Assignment: An exact, complete copy of the data that follows is needed.

Collected data entries:
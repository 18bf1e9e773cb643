//! Loose collision shape read from an object's profile

use serde::{Deserialize, Serialize};
use std::f32::consts::SQRT_2;

/// Static collision shape of an object
///
/// `size` is the half-width of the footprint along X and Y, `size_big` the
/// half-width along the (unnormalized) diagonal axes and `height` the vertical
/// extent measured up from the object's feet.
#[derive(Clone, Copy, Debug, PartialEq, Serialize, Deserialize)]
pub struct Bumper {
    pub size: f32,
    pub size_big: f32,
    pub height: f32,
}

impl Bumper {
    /// Octagon approximating an upright cylinder of the given radius
    pub fn cylinder(radius: f32, height: f32) -> Self {
        Self {
            size: radius,
            size_big: radius * SQRT_2,
            height,
        }
    }

    /// Axis-aligned square footprint with half-width `half_size`
    pub fn square(half_size: f32, height: f32) -> Self {
        Self {
            size: half_size,
            size_big: half_size * 2.0,
            height,
        }
    }

    /// Radius used for wall tests and breadcrumbs
    pub fn radius(&self) -> f32 {
        self.size
    }
}

impl Default for Bumper {
    fn default() -> Self {
        Self::cylinder(0.0, 0.0)
    }
}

Response:
repository 18bf1e9e773cb643
//! Loose collision shape read from an object's profile

use serde::{Deserialize, Serialize};
use std::f32::consts::SQRT_2;

/// Static collision shape of an object
///
/// `size` is the half-width of the footprint along X and Y, `size_big` the
/// half-width along the (unnormalized) diagonal axes and `height` the vertical
/// extent measured up from the object's feet.
#[derive(Clone, Copy, Debug, PartialEq, Serialize, Deserialize)]
pub struct Bumper {
    pub size: f32,
    pub size_big: f32,
    pub height: f32,
}

impl Bumper {
    /// Octagon approximating an upright cylinder of the given radius
    pub fn cylinder(radius: f32, height: f32) -> Self {
        Self {
            size: radius,
            size_big: radius * SQRT_2,
            height,
        }
    }

    /// Axis-aligned square footprint with half-width `half_size`
    pub fn square(half_size: f32, height: f32) -> Self {
        Self {
            size: half_size,
            size_big: half_size * 2.0,
            height,
        }
    }

    /// Radius used for wall tests and breadcrumbs
    pub fn radius(&self) -> f32 {
        self.size
    }
}

impl Default for Bumper {
    fn default() -> Self {
        Self::cylinder(0.0, 0.0)
    }
}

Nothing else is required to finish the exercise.